Instructions for the task:
Copy out each line in the material below that has the word "Create".

Records supplied:
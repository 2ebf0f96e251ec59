//! Random Number Generator.

use crate::geometry::*;
use crate::pbrt::*;

/// 1 - epsilon in the precision we've selected for `Float`.
pub const ONE_MINUS_EPSILON: Float = hexf32!("0x1.fffffep-1"); // 0.99999994

const PCG32_DEFAULT_STATE: u64 = 0x853c49e6748fea9b;
const PCG32_MULT: u64 = 0x5851f42d4c957f2d;

/// PCG32 pseudo-random number generator. Each worker owns one, seeded from
/// the render seed plus its worker id.
#[derive(Clone, Debug)]
pub struct RNG {
    state: u64,
    inc: u64,
}

impl RNG {
    /// Create a new `RNG` by seeding it with the given starting sequence.
    ///
    /// * `sequence_index` - The starting sequence to seed with.
    pub fn new(sequence_index: u64) -> Self {
        let mut ret = Self { state: 0, inc: 0 };
        ret.set_sequence(sequence_index);
        ret
    }

    /// Initialize the random number generator sequence.
    ///
    /// * `init_seq` - The starting sequence to seed with.
    fn set_sequence(&mut self, init_seq: u64) {
        self.state = 0;
        self.inc = init_seq.wrapping_shl(1) | 1;
        let _ = self.uniform_u32();
        self.state = self.state.wrapping_add(PCG32_DEFAULT_STATE);
        let _ = self.uniform_u32();
    }

    /// Returns a uniformly distributed u32 value.
    #[inline(always)]
    pub fn uniform_u32(&mut self) -> u32 {
        let old_state = self.state;
        self.state = old_state.wrapping_mul(PCG32_MULT).wrapping_add(self.inc);

        let xor_shifted = (((old_state >> 18) ^ old_state) >> 27) as u32;
        let rot = (old_state >> 59) as u32;
        xor_shifted.rotate_right(rot)
    }

    /// Returns a uniformly distributed value over the half open interval [0.0, 1.0).
    pub fn uniform_float(&mut self) -> Float {
        min(
            self.uniform_u32() as Float * hexf32!("0x1.0p-32") as Float,
            ONE_MINUS_EPSILON,
        )
    }

    /// Returns a point uniformly distributed over [0.0, 1.0)².
    pub fn uniform_point2(&mut self) -> Point2f {
        let x = self.uniform_float();
        let y = self.uniform_float();
        Point2f::new(x, y)
    }
}

#[cfg(test)]
mod tests {
    use super::*;
    use proptest::prelude::*;

    #[test]
    fn same_seed_same_sequence() {
        let mut a = RNG::new(42);
        let mut b = RNG::new(42);
        for _ in 0..100 {
            assert_eq!(a.uniform_u32(), b.uniform_u32());
        }
    }

    #[test]
    fn different_seeds_diverge() {
        let mut a = RNG::new(1);
        let mut b = RNG::new(2);
        let same = (0..16).filter(|_| a.uniform_u32() == b.uniform_u32()).count();
        assert!(same < 16);
    }

    proptest! {
        #[test]
        fn uniform_float_in_unit_interval(seed in 0..10000u64) {
            let mut rng = RNG::new(seed);
            for _ in 0..32 {
                let u = rng.uniform_float();
                prop_assert!((0.0..1.0).contains(&u));
            }
        }
    }
}
//! Full paths

use super::mis::is_samplable;
use super::path::*;
use core::geometry::*;
use core::interaction::*;
use core::pbrt::*;
use core::scene::*;
use core::spectrum::*;

/// A complete light transport path stored from the light end. Densities and
/// contributions are evaluated from scratch for any strategy, which makes it
/// slow but independent of the values cached in subpaths.
#[derive(Clone, Debug)]
pub struct FullPath {
    /// Vertices from the light end to the camera end.
    vertices: Vec<SceneInteraction>,
}

impl FullPath {
    /// Create the full path formed by strategy (s, t). The first vertex takes
    /// the light endpoint role and the last the camera endpoint role.
    ///
    /// * `eye`   - Eye subpath.
    /// * `light` - Light subpath.
    /// * `s`     - Number of light subpath vertices.
    /// * `t`     - Number of eye subpath vertices.
    pub fn from_subpaths(eye: &Subpath, light: &Subpath, s: usize, t: usize) -> Option<Self> {
        if s > light.len() || t > eye.len() || s + t < 2 {
            return None;
        }

        let mut vertices: Vec<SceneInteraction> = (0..s)
            .filter_map(|i| light.vertex_at(i, TransDir::LE))
            .chain((0..t).rev().filter_map(|i| eye.vertex_at(i, TransDir::EL)))
            .map(|v| *v.sp())
            .collect();

        let n = vertices.len();
        if n < 2 {
            return None;
        }
        vertices[0] = vertices[0].as_kind(InteractionKind::LightEndpoint);
        vertices[n - 1] = vertices[n - 1].as_kind(InteractionKind::CameraEndpoint);
        Some(Self { vertices })
    }

    /// Returns the number of vertices.
    pub fn len(&self) -> usize {
        self.vertices.len()
    }

    /// Returns true if the path has no vertices.
    pub fn is_empty(&self) -> bool {
        self.vertices.is_empty()
    }

    /// Returns the vertex `i` steps from the light end (`LE`) or the camera
    /// end (`EL`).
    ///
    /// * `i`   - Number of steps.
    /// * `dir` - Reading direction.
    pub fn vertex_at(&self, i: usize, dir: TransDir) -> Option<&SceneInteraction> {
        let n = self.vertices.len();
        if i >= n {
            return None;
        }
        match dir {
            TransDir::LE => self.vertices.get(i),
            TransDir::EL => self.vertices.get(n - 1 - i),
        }
    }

    /// Returns the direction between two vertices read in `dir`, or zero if
    /// either does not exist.
    fn direction(&self, from: Option<usize>, to: Option<usize>, dir: TransDir) -> Vector3f {
        match (
            from.and_then(|i| self.vertex_at(i, dir)),
            to.and_then(|i| self.vertex_at(i, dir)),
        ) {
            (Some(a), Some(b)) => direction(&a.geom, &b.geom),
            _ => Vector3f::default(),
        }
    }

    /// Returns the raster position from the primary ray of the camera.
    ///
    /// * `scene` - The scene.
    pub fn raster_position(&self, scene: &Scene) -> Option<Point2f> {
        let wo = self.direction(Some(0), Some(1), TransDir::EL);
        scene.raster_position(&wo)
    }

    /// Returns true if strategy (s, n - s) can sample the path.
    ///
    /// * `scene` - The scene.
    /// * `s`     - Number of vertices taken from the light end.
    pub fn is_samplable(&self, scene: &Scene, s: usize) -> bool {
        is_samplable(scene, self.len(), s, |i| self.vertices.get(i).copied())
    }

    /// Returns the product of scattering values and geometry terms along
    /// the first `l` vertices read in `trans_dir`, excluding the connection.
    fn eval_subpath(&self, scene: &Scene, l: usize, trans_dir: TransDir) -> Spectrum {
        let mut f = Spectrum::ONE;
        for i in 0..l.saturating_sub(1) {
            let (Some(v), Some(v_next)) = (self.vertex_at(i, trans_dir), self.vertex_at(i + 1, trans_dir))
            else {
                return Spectrum::ZERO;
            };
            let wi = self.direction(Some(i), i.checked_sub(1), trans_dir);
            let wo = direction(&v.geom, &v_next.geom);
            f *= scene.eval_contrb_direction(v, &wi, &wo, trans_dir, false);
            f *= geometry_term(&v.geom, &v_next.geom);
        }
        f
    }

    /// Returns the connection term of strategy (s, n - s).
    fn eval_connection(&self, scene: &Scene, s: usize) -> Spectrum {
        let n = self.len();
        let t = n - s;
        if s == 0 {
            let v = &self.vertices[0];
            let wo = self.direction(Some(0), Some(1), TransDir::LE);
            scene.eval_contrb_direction(v, &Vector3f::default(), &wo, TransDir::LE, true)
        } else if t == 0 {
            let v = &self.vertices[n - 1];
            let wo = self.direction(Some(0), Some(1), TransDir::EL);
            scene.eval_contrb_direction(v, &Vector3f::default(), &wo, TransDir::EL, true)
        } else {
            let (v_l, v_e) = (&self.vertices[s - 1], &self.vertices[s]);
            let d_le = direction(&v_l.geom, &v_e.geom);
            let w_l_prev = self.direction(Some(s - 1), s.checked_sub(2), TransDir::LE);
            let w_e_prev = self.direction(Some(t - 1), t.checked_sub(2), TransDir::EL);
            let fs_l = scene.eval_contrb_direction(v_l, &w_l_prev, &d_le, TransDir::LE, true);
            let fs_e = scene.eval_contrb_direction(v_e, &w_e_prev, &-d_le, TransDir::EL, true);
            fs_l * geometry_term(&v_l.geom, &v_e.geom) * fs_e
        }
    }

    /// Evaluates the measurement contribution function as seen by strategy
    /// (s, n - s). Only the connection decides whether delta components are
    /// evaluated as distributions.
    ///
    /// * `scene` - The scene.
    /// * `s`     - Number of vertices taken from the light end.
    pub fn measurement_contribution(&self, scene: &Scene, s: usize) -> Spectrum {
        let n = self.len();
        if s > n || n < 2 {
            return Spectrum::ZERO;
        }
        self.eval_subpath(scene, s, TransDir::LE)
            * self.eval_connection(scene, s)
            * self.eval_subpath(scene, n - s, TransDir::EL)
    }

    /// Returns the area measure density of the first `l` vertices read in
    /// `trans_dir` being generated by a random walk.
    fn pdf_subpath(&self, scene: &Scene, l: usize, trans_dir: TransDir) -> Float {
        if l == 0 {
            return 1.0;
        }
        let Some(v0) = self.vertex_at(0, trans_dir) else {
            return 0.0;
        };

        let (mut p, first) = if scene.is_connectable_endpoint(v0) {
            (scene.pdf_position(v0) * scene.pdf_component(v0), 0)
        } else {
            let Some(v1) = self.vertex_at(1, trans_dir) else {
                return 0.0;
            };
            let d01 = direction(&v0.geom, &v1.geom);
            let p_ray = scene.pdf_primary_ray(v0, &d01, false);
            let p = convert_pdf_to_area(p_ray, &v0.geom, &v1.geom)
                * scene.pdf_component(v0)
                * scene.pdf_component(v1);
            (p, 1)
        };

        for i in first..l - 1 {
            let (Some(v), Some(v_next)) = (self.vertex_at(i, trans_dir), self.vertex_at(i + 1, trans_dir))
            else {
                return 0.0;
            };
            let wi = self.direction(Some(i), i.checked_sub(1), trans_dir);
            let wo = direction(&v.geom, &v_next.geom);
            let p_dir = scene.pdf_direction(v, &wi, &wo, false);
            p *= scene.pdf_component(v_next) * convert_pdf_to_area(p_dir, &v.geom, &v_next.geom);
        }
        p
    }

    /// Returns the density of sampling the path with strategy (s, n - s), or
    /// zero if the strategy cannot sample it.
    ///
    /// * `scene` - The scene.
    /// * `s`     - Number of vertices taken from the light end.
    pub fn pdf(&self, scene: &Scene, s: usize) -> Float {
        if !self.is_samplable(scene, s) {
            return 0.0;
        }
        let n = self.len();
        self.pdf_subpath(scene, s, TransDir::LE) * self.pdf_subpath(scene, n - s, TransDir::EL)
    }

    /// Returns the balance heuristic weight of strategy (s, n - s) computed
    /// from the densities of every strategy.
    ///
    /// * `scene` - The scene.
    /// * `s`     - Number of vertices taken from the light end.
    pub fn mis_weight(&self, scene: &Scene, s: usize) -> Float {
        let ps = self.pdf(scene, s);
        if ps == 0.0 {
            return 0.0;
        }
        let sum: Float = (0..=self.len()).map(|s2| self.pdf(scene, s2) / ps).sum();
        1.0 / sum
    }
}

Response area:
    /// Create a new `RNG` by seeding it with the given starting sequence.
    /// Create the full path formed by strategy (s, t). The first vertex takes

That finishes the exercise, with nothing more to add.